While working on this, I decided to test the posting script that allows the PR people to post their releases. In doing so, I noticed that all of our special characters were getting stripped out by either the textarea itself, the VBScript that processes the form or the XML file that stores the information. Since our PR people are writing most of their releases in MS Word, there are a lot of special characters that get thrown in (left and right double quotes, left and right single quotes, emphasis dashes, etc.). If I continued to let the script strip all of those out, then things would really get messed up.

The first solution

I did a little testing and a little searching, and I found out that all of those characters were disappearing when the content of the textarea was added into the Request.Form server variable. Therefore, I was going to have to fix the problem before the VBScript got ahold of the information. So, I wrote a quick little javascript to stop those items from getting stripped out. That script is shown below:
<script type="text/javascript" language="javascript">
function htmlEnt(what) {
var str = what.value;
str = str.replace(/“/,"&ldquo;");
str = str.replace(/”/,"&rdquo;");
str = str.replace(/‘/,"&lsquo;");
str = str.replace(/’/,"&rsquo;");
str = str.replace(/–/,"&ndash;");
str = str.replace(/—/,"&mdash;");
str = str.replace(/-/,"&#45;");
what.value = str;
}
</script>

That fixed it. Now, none of my special characters were getting stripped out. Huzzah!

The resulting problem

The bad news, however, is that those special characters were not being translated properly when I pulled them back out of the XML file. Sometimes they would work properly, but most of the time they just came out very weird. Each of them were being displayed on the screen as very strange characters. They were coming out as things like:

Double-quotes (that should say “Ski”)

Short emphasis dash (the one that’s created with &ndash;)

The right single quote that MS Office generates when you type an apostrophe

The final solution
No, I’m not making any sort of reference to death, etc.

So, I decided to fix that problem the same way I fixed my original problem. This time, however, I don’t have to rely on javascript. I could use VBScript to perform the translation before the page loaded. So, I wrote the following quick little function.

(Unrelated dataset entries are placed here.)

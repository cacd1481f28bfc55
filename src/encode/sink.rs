use std::path::{Path, PathBuf};

use crate::foundation::core::{Fps, FrameIndex};
use crate::foundation::error::{ReelError, ReelResult};

/// Configuration handed to a [`FrameSink`] before the first frame.
#[derive(Debug, Clone)]
pub struct SinkConfig {
    pub width: u32,
    pub height: u32,
    pub fps: Fps,
    /// Sole audio track of the output, as raw PCM on disk.
    pub audio: Option<AudioInputConfig>,
    /// Hard cap on the container duration; anything past it is trimmed.
    pub duration_secs: Option<f64>,
}

impl SinkConfig {
    /// Byte length of one tightly packed RGB8 frame.
    pub fn frame_len(&self) -> usize {
        self.width as usize * self.height as usize * 3
    }
}

/// Raw interleaved `f32le` PCM input.
#[derive(Debug, Clone)]
pub struct AudioInputConfig {
    pub path: PathBuf,
    pub sample_rate: u32,
    pub channels: u16,
}

/// Consumes RGB8 frames in strictly increasing [`FrameIndex`] order.
pub trait FrameSink {
    /// Called once before any frames are pushed.
    fn begin(&mut self, cfg: SinkConfig) -> ReelResult<()>;
    fn push_frame(&mut self, idx: FrameIndex, rgb: &[u8]) -> ReelResult<()>;
    /// Called once after the last frame. The output exists only if this returns `Ok`.
    fn end(&mut self) -> ReelResult<()>;
    /// Give up after a failure between `begin` and `end`, discarding partial output.
    fn abort(&mut self) {}
}

/// Hands out the sink that writes the video at `out_path`.
///
/// The output name depends on how many scenes survive, so the pipeline opens its sink late.
pub trait VideoTarget {
    fn open(&mut self, out_path: &Path) -> ReelResult<&mut dyn FrameSink>;
}

/// In-memory sink for tests and debugging.
#[derive(Debug, Default)]
pub struct InMemorySink {
    cfg: Option<SinkConfig>,
    frames: Vec<(FrameIndex, Vec<u8>)>,
    finished: bool,
}

impl InMemorySink {
    pub fn new() -> Self {
        Self::default()
    }

    pub fn config(&self) -> Option<&SinkConfig> {
        self.cfg.as_ref()
    }

    pub fn frames(&self) -> &[(FrameIndex, Vec<u8>)] {
        &self.frames
    }

    /// `true` once `end` has succeeded.
    pub fn is_finished(&self) -> bool {
        self.finished
    }
}

impl FrameSink for InMemorySink {
    fn begin(&mut self, cfg: SinkConfig) -> ReelResult<()> {
        self.cfg = Some(cfg);
        self.frames.clear();
        self.finished = false;
        Ok(())
    }

    fn push_frame(&mut self, idx: FrameIndex, rgb: &[u8]) -> ReelResult<()> {
        let cfg = self
            .cfg
            .as_ref()
            .ok_or_else(|| ReelError::encode("in-memory sink not started"))?;
        if rgb.len() != cfg.frame_len() {
            return Err(ReelError::validation(
                "frame size mismatch with width*height*3",
            ));
        }
        self.frames.push((idx, rgb.to_vec()));
        Ok(())
    }

    fn end(&mut self) -> ReelResult<()> {
        self.finished = true;
        Ok(())
    }

    fn abort(&mut self) {
        self.frames.clear();
        self.finished = false;
    }
}

impl VideoTarget for InMemorySink {
    fn open(&mut self, _out_path: &Path) -> ReelResult<&mut dyn FrameSink> {
        Ok(self)
    }
}
//! Per-chunk speech synthesis and narration assembly.

use std::path::Path;

use tracing::{debug, info};

use crate::audio::pcm::AudioCodec;
use crate::foundation::error::{ReelError, ReelResult};
use crate::pipeline::Progress;

/// What a synthesis call receives for one chunk.
#[derive(Clone, Debug, PartialEq, Eq)]
pub enum SpeechInput {
    Text(String),
    /// Full `<speak>` document with inline `<sub alias>` annotations.
    Markup(String),
}

impl SpeechInput {
    pub fn as_str(&self) -> &str {
        match self {
            Self::Text(s) | Self::Markup(s) => s,
        }
    }

    pub fn is_markup(&self) -> bool {
        matches!(self, Self::Markup(_))
    }
}

#[derive(Clone, Copy, Debug, Default, PartialEq, Eq, serde::Serialize, serde::Deserialize)]
pub enum AudioEncoding {
    #[default]
    Mp3,
    Wav,
}

#[derive(Clone, Copy, Debug)]
pub struct SpeechRequest<'a> {
    pub input: &'a SpeechInput,
    pub voice: &'a str,
    pub language: &'a str,
    pub encoding: AudioEncoding,
}

/// A speech-synthesis service. Returns encoded audio bytes for one request.
pub trait SpeechSynthesizer {
    fn synthesize(&self, request: &SpeechRequest<'_>) -> ReelResult<Vec<u8>>;
}

/// Surface form to phonetic alias substitutions applied before synthesis.
#[derive(Clone, Debug, Default)]
pub struct PronunciationOverrides {
    // Longest surface form first so overlapping keys prefer the longer match.
    entries: Vec<(String, String)>,
}

impl PronunciationOverrides {
    pub fn new(map: impl IntoIterator<Item = (String, String)>) -> Self {
        let mut entries: Vec<(String, String)> =
            map.into_iter().filter(|(k, _)| !k.is_empty()).collect();
        entries.sort_by(|a, b| b.0.len().cmp(&a.0.len()).then_with(|| a.0.cmp(&b.0)));
        Self { entries }
    }

    /// Plain text when no surface form occurs in `chunk`; otherwise markup with every occurrence
    /// annotated.
    pub fn prepare(&self, chunk: &str) -> SpeechInput {
        if !self.entries.iter().any(|(k, _)| chunk.contains(k.as_str())) {
            return SpeechInput::Text(chunk.to_string());
        }

        let mut body = String::with_capacity(chunk.len() + 32);
        let mut plain_start = 0;
        let mut i = 0;
        while i < chunk.len() {
            let rest = &chunk[i..];
            if let Some((surface, alias)) = self
                .entries
                .iter()
                .find(|(k, _)| rest.starts_with(k.as_str()))
            {
                escape_into(&mut body, &chunk[plain_start..i]);
                body.push_str("<sub alias=\"");
                escape_into(&mut body, alias);
                body.push_str("\">");
                escape_into(&mut body, surface);
                body.push_str("</sub>");
                i += surface.len();
                plain_start = i;
                continue;
            }
            i += rest.chars().next().map_or(1, char::len_utf8);
        }
        escape_into(&mut body, &chunk[plain_start..]);

        SpeechInput::Markup(format!("<speak>{body}</speak>"))
    }
}

fn escape_into(out: &mut String, s: &str) {
    for ch in s.chars() {
        match ch {
            '&' => out.push_str("&amp;"),
            '<' => out.push_str("&lt;"),
            '>' => out.push_str("&gt;"),
            '"' => out.push_str("&quot;"),
            _ => out.push(ch),
        }
    }
}

/// Continuous narration audio, still encoded.
#[derive(Clone, Debug)]
pub struct NarrationTrack {
    pub encoded: Vec<u8>,
    pub chunk_count: usize,
}

impl NarrationTrack {
    pub fn write_to(&self, path: &Path) -> ReelResult<()> {
        use anyhow::Context as _;

        if let Some(parent) = path.parent() {
            std::fs::create_dir_all(parent).with_context(|| {
                format!("failed to create narration directory '{}'", parent.display())
            })?;
        }
        std::fs::write(path, &self.encoded)
            .with_context(|| format!("failed to write narration '{}'", path.display()))?;
        Ok(())
    }
}

pub struct SpeechAssembler<'a> {
    synth: &'a dyn SpeechSynthesizer,
    codec: &'a dyn AudioCodec,
    overrides: &'a PronunciationOverrides,
}

impl<'a> SpeechAssembler<'a> {
    pub fn new(
        synth: &'a dyn SpeechSynthesizer,
        codec: &'a dyn AudioCodec,
        overrides: &'a PronunciationOverrides,
    ) -> Self {
        Self {
            synth,
            codec,
            overrides,
        }
    }

    /// Synthesize every chunk in order and join the results into one track.
    ///
    /// The first failing chunk aborts the whole assembly. A single chunk is returned byte-for-byte
    /// as the service produced it.
    pub fn assemble(
        &self,
        chunks: &[String],
        voice: &str,
        language: &str,
        progress: &mut dyn FnMut(Progress),
    ) -> ReelResult<NarrationTrack> {
        if chunks.is_empty() {
            return Err(ReelError::validation("no speech chunks to synthesize"));
        }

        let mut encoded_chunks = Vec::with_capacity(chunks.len());
        for (index, chunk) in chunks.iter().enumerate() {
            let input = self.overrides.prepare(chunk);
            let request = SpeechRequest {
                input: &input,
                voice,
                language,
                encoding: AudioEncoding::Mp3,
            };
            debug!(index, markup = input.is_markup(), "synthesizing chunk");

            let bytes = self
                .synth
                .synthesize(&request)
                .map_err(|e| ReelError::synthesis(index, input.as_str(), e.to_string()))?;
            if bytes.is_empty() {
                return Err(ReelError::synthesis(
                    index,
                    input.as_str(),
                    "service returned no audio",
                ));
            }
            encoded_chunks.push(bytes);
            progress(Progress::ChunkSynthesized {
                index,
                total: chunks.len(),
            });
        }

        if encoded_chunks.len() == 1 {
            let encoded = encoded_chunks.pop().unwrap_or_default();
            return Ok(NarrationTrack {
                encoded,
                chunk_count: 1,
            });
        }

        let mut joined = self.codec.decode(&encoded_chunks[0])?;
        for bytes in &encoded_chunks[1..] {
            joined.append(&self.codec.decode(bytes)?)?;
        }
        info!(
            chunks = encoded_chunks.len(),
            duration_ms = joined.duration_ms(),
            "narration assembled"
        );

        Ok(NarrationTrack {
            encoded: self.codec.encode(&joined)?,
            chunk_count: encoded_chunks.len(),
        })
    }
}
use std::{
    io::Write as _,
    process::{Command, Stdio},
};

use crate::foundation::error::{ReelError, ReelResult};

/// Sample rate all audio is decoded to before mixing.
pub const MIX_SAMPLE_RATE: u32 = 48_000;
pub const MIX_CHANNELS: u16 = 2;

/// Interleaved `f32` PCM.
#[derive(Clone, Debug, PartialEq)]
pub struct Pcm {
    pub sample_rate: u32,
    pub channels: u16,
    pub interleaved_f32: Vec<f32>,
}

impl Pcm {
    pub fn new(sample_rate: u32, channels: u16, interleaved_f32: Vec<f32>) -> Self {
        Self {
            sample_rate,
            channels,
            interleaved_f32,
        }
    }

    pub fn silent(sample_rate: u32, channels: u16, frames: usize) -> Self {
        Self::new(
            sample_rate,
            channels,
            vec![0.0; frames * usize::from(channels)],
        )
    }

    /// Number of sample frames (one sample per channel).
    pub fn frames(&self) -> usize {
        if self.channels == 0 {
            return 0;
        }
        self.interleaved_f32.len() / usize::from(self.channels)
    }

    pub fn is_empty(&self) -> bool {
        self.frames() == 0
    }

    pub fn duration_secs(&self) -> f64 {
        if self.sample_rate == 0 {
            return 0.0;
        }
        self.frames() as f64 / f64::from(self.sample_rate)
    }

    pub fn duration_ms(&self) -> f64 {
        self.duration_secs() * 1000.0
    }

    /// Frame count spanning `ms` milliseconds at this buffer's sample rate.
    pub fn ms_to_frames(&self, ms: u64) -> usize {
        ((u128::from(ms) * u128::from(self.sample_rate)) / 1000) as usize
    }

    pub fn same_format(&self, other: &Pcm) -> bool {
        self.sample_rate == other.sample_rate && self.channels == other.channels
    }

    /// Append `other` directly after this buffer, with no gap or cross-fade.
    pub fn append(&mut self, other: &Pcm) -> ReelResult<()> {
        if !self.same_format(other) {
            return Err(ReelError::audio(format!(
                "cannot append {} Hz/{} ch audio to {} Hz/{} ch audio",
                other.sample_rate, other.channels, self.sample_rate, self.channels
            )));
        }
        self.interleaved_f32
            .extend_from_slice(&other.interleaved_f32);
        Ok(())
    }

    pub fn to_f32le_bytes(&self) -> Vec<u8> {
        let mut bytes = Vec::<u8>::with_capacity(self.interleaved_f32.len() * 4);
        for &sample in &self.interleaved_f32 {
            bytes.extend_from_slice(&sample.to_le_bytes());
        }
        bytes
    }

    pub fn from_f32le_bytes(sample_rate: u32, channels: u16, bytes: &[u8]) -> ReelResult<Self> {
        if !bytes.len().is_multiple_of(4) {
            return Err(ReelError::audio(
                "decoded audio byte length is not aligned to f32 samples",
            ));
        }
        let mut pcm = Vec::<f32>::with_capacity(bytes.len() / 4);
        for chunk in bytes.chunks_exact(4) {
            pcm.push(f32::from_le_bytes([chunk[0], chunk[1], chunk[2], chunk[3]]));
        }
        Ok(Self::new(sample_rate, channels, pcm))
    }
}

/// Converts between encoded audio bytes and [`Pcm`].
pub trait AudioCodec {
    fn decode(&self, encoded: &[u8]) -> ReelResult<Pcm>;
    fn encode(&self, pcm: &Pcm) -> ReelResult<Vec<u8>>;
    /// File extension of the encoded form, without the dot.
    fn extension(&self) -> &'static str;
}

/// Codec backed by the system `ffmpeg` binary. Decodes anything ffmpeg reads; encodes MP3.
#[derive(Clone, Debug)]
pub struct FfmpegCodec {
    pub sample_rate: u32,
    pub channels: u16,
    pub mp3_bitrate: String,
}

impl Default for FfmpegCodec {
    fn default() -> Self {
        Self {
            sample_rate: MIX_SAMPLE_RATE,
            channels: MIX_CHANNELS,
            mp3_bitrate: "192k".to_string(),
        }
    }
}

impl AudioCodec for FfmpegCodec {
    fn decode(&self, encoded: &[u8]) -> ReelResult<Pcm> {
        let out = run_ffmpeg_piped(
            &[
                "-v",
                "error",
                "-i",
                "pipe:0",
                "-vn",
                "-f",
                "f32le",
                "-acodec",
                "pcm_f32le",
                "-ac",
                &self.channels.to_string(),
                "-ar",
                &self.sample_rate.to_string(),
                "pipe:1",
            ],
            encoded.to_vec(),
        )
        .map_err(|e| ReelError::audio(format!("ffmpeg audio decode failed: {e}")))?;

        Pcm::from_f32le_bytes(self.sample_rate, self.channels, &out)
    }

    fn encode(&self, pcm: &Pcm) -> ReelResult<Vec<u8>> {
        if pcm.sample_rate == 0 || pcm.channels == 0 {
            return Err(ReelError::validation(
                "audio sample_rate/channels must be non-zero for encoding",
            ));
        }
        run_ffmpeg_piped(
            &[
                "-v",
                "error",
                "-f",
                "f32le",
                "-ar",
                &pcm.sample_rate.to_string(),
                "-ac",
                &pcm.channels.to_string(),
                "-i",
                "pipe:0",
                "-c:a",
                "libmp3lame",
                "-b:a",
                &self.mp3_bitrate,
                "-f",
                "mp3",
                "pipe:1",
            ],
            pcm.to_f32le_bytes(),
        )
        .map_err(|e| ReelError::audio(format!("ffmpeg audio encode failed: {e}")))
    }

    fn extension(&self) -> &'static str {
        "mp3"
    }
}

/// In-memory codec whose encoded form is raw interleaved `f32le`. For tests and debugging.
#[derive(Clone, Debug)]
pub struct RawPcmCodec {
    pub sample_rate: u32,
    pub channels: u16,
}

impl Default for RawPcmCodec {
    fn default() -> Self {
        Self {
            sample_rate: MIX_SAMPLE_RATE,
            channels: MIX_CHANNELS,
        }
    }
}

impl AudioCodec for RawPcmCodec {
    fn decode(&self, encoded: &[u8]) -> ReelResult<Pcm> {
        Pcm::from_f32le_bytes(self.sample_rate, self.channels, encoded)
    }

    fn encode(&self, pcm: &Pcm) -> ReelResult<Vec<u8>> {
        if pcm.sample_rate != self.sample_rate || pcm.channels != self.channels {
            return Err(ReelError::audio("raw codec format mismatch"));
        }
        Ok(pcm.to_f32le_bytes())
    }

    fn extension(&self) -> &'static str {
        "f32le"
    }
}

/// Run `ffmpeg` with `input` on stdin and return its stdout.
///
/// stdin is fed from a separate thread so a large input cannot deadlock against a full stdout
/// pipe.
fn run_ffmpeg_piped(args: &[&str], input: Vec<u8>) -> ReelResult<Vec<u8>> {
    let mut child = Command::new("ffmpeg")
        .args(args)
        .stdin(Stdio::piped())
        .stdout(Stdio::piped())
        .stderr(Stdio::piped())
        .spawn()
        .map_err(|e| {
            ReelError::audio(format!(
                "failed to spawn ffmpeg (is it installed and on PATH?): {e}"
            ))
        })?;

    let mut stdin = child
        .stdin
        .take()
        .ok_or_else(|| ReelError::audio("failed to open ffmpeg stdin (unexpected)"))?;
    let feeder = std::thread::spawn(move || stdin.write_all(&input));

    let out = child
        .wait_with_output()
        .map_err(|e| ReelError::audio(format!("failed to wait for ffmpeg to finish: {e}")))?;
    let fed = feeder
        .join()
        .map_err(|_| ReelError::audio("ffmpeg stdin feeder thread panicked"))?;

    if !out.status.success() {
        return Err(ReelError::audio(format!(
            "ffmpeg exited with status {}: {}",
            out.status,
            String::from_utf8_lossy(&out.stderr).trim()
        )));
    }
    fed.map_err(|e| ReelError::audio(format!("failed to write audio to ffmpeg stdin: {e}")))?;

    Ok(out.stdout)
}

#[cfg(test)]
mod tests {
    use super::*;

    #[test]
    fn frame_math_is_exact_at_48k() {
        let pcm = Pcm::silent(48_000, 2, 48_000 * 3 / 2);
        assert_eq!(pcm.frames(), 72_000);
        assert!((pcm.duration_ms() - 1500.0).abs() < 1e-9);
        assert_eq!(pcm.ms_to_frames(1000), 48_000);
        assert_eq!(pcm.ms_to_frames(500), 24_000);
    }

    #[test]
    fn append_rejects_format_mismatch() {
        let mut a = Pcm::silent(48_000, 2, 10);
        let b = Pcm::silent(44_100, 2, 10);
        assert!(a.append(&b).is_err());

        let c = Pcm::new(48_000, 2, vec![0.5; 4]);
        a.append(&c).unwrap();
        assert_eq!(a.frames(), 12);
        assert_eq!(a.interleaved_f32[20..], [0.5, 0.5, 0.5, 0.5]);
    }

    #[test]
    fn raw_codec_round_trips_samples() {
        let codec = RawPcmCodec::default();
        let pcm = Pcm::new(48_000, 2, vec![0.25, -0.5, 1.0, 0.0]);
        let bytes = codec.encode(&pcm).unwrap();
        assert_eq!(bytes.len(), 16);
        assert_eq!(codec.decode(&bytes).unwrap(), pcm);
        assert!(codec.decode(&bytes[..15]).is_err());
    }
}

Function htmlEnt(strReplace)
strReplace = Replace(strReplace,"“","&ldquo;")
strReplace = Replace(strReplace,"”","&rdquo;")
strReplace = Replace(strReplace,"’","&rsquo;")
strReplace = Replace(strReplace,"—","&mdash;")
strReplace = Replace(strReplace,"–","&ndash;")
strReplace = Replace(strReplace,"-","&#45;")
strReplace = Replace(strReplace,"…","&hellip;")
strReplace = Replace(strReplace,"&amp;#","&#")
htmlEnt = strReplace
End Function

That function picks through the code you run through it, then removes all of the special characters that MS Office applications generate automatically, then converts them to their ASCII equivalents.

Conclusion

I’m sure there’s probably a more efficient way to do this (through regular expressions, etc.). Heck, there might even be a pre-built VBScript function/subroutine to do this for you (like URLEncode, etc.). I was unable to find anything, though, so I rolled my own. Hopefully, if you come across this problem in the future, it will help you, too.

If you think of any special characters I might have missed, please let me know. If you come across a more efficient way to do this, let me know. Thanks.

Tech Tags: HTMLCenter charset strange+characters

3 Responses

  • Peter

    Thanks for the function — so simple, but useful. Here’s a character that you missed:

    strReplace = Replace(strReplace,”‘”,”&lsquo;”)

  • Shoggie

    What also REALLY makes a file, for example, UTF-8 is to also SAVE IT in that format.
    Easy method is notepad!

    • True, but if your server and/or content management system isn’t set up to serve files in UTF-8, saving the file in UTF-8 (or, in this case, I was more referring to databases than flat files) won’t do you much good. You have to work with what you have.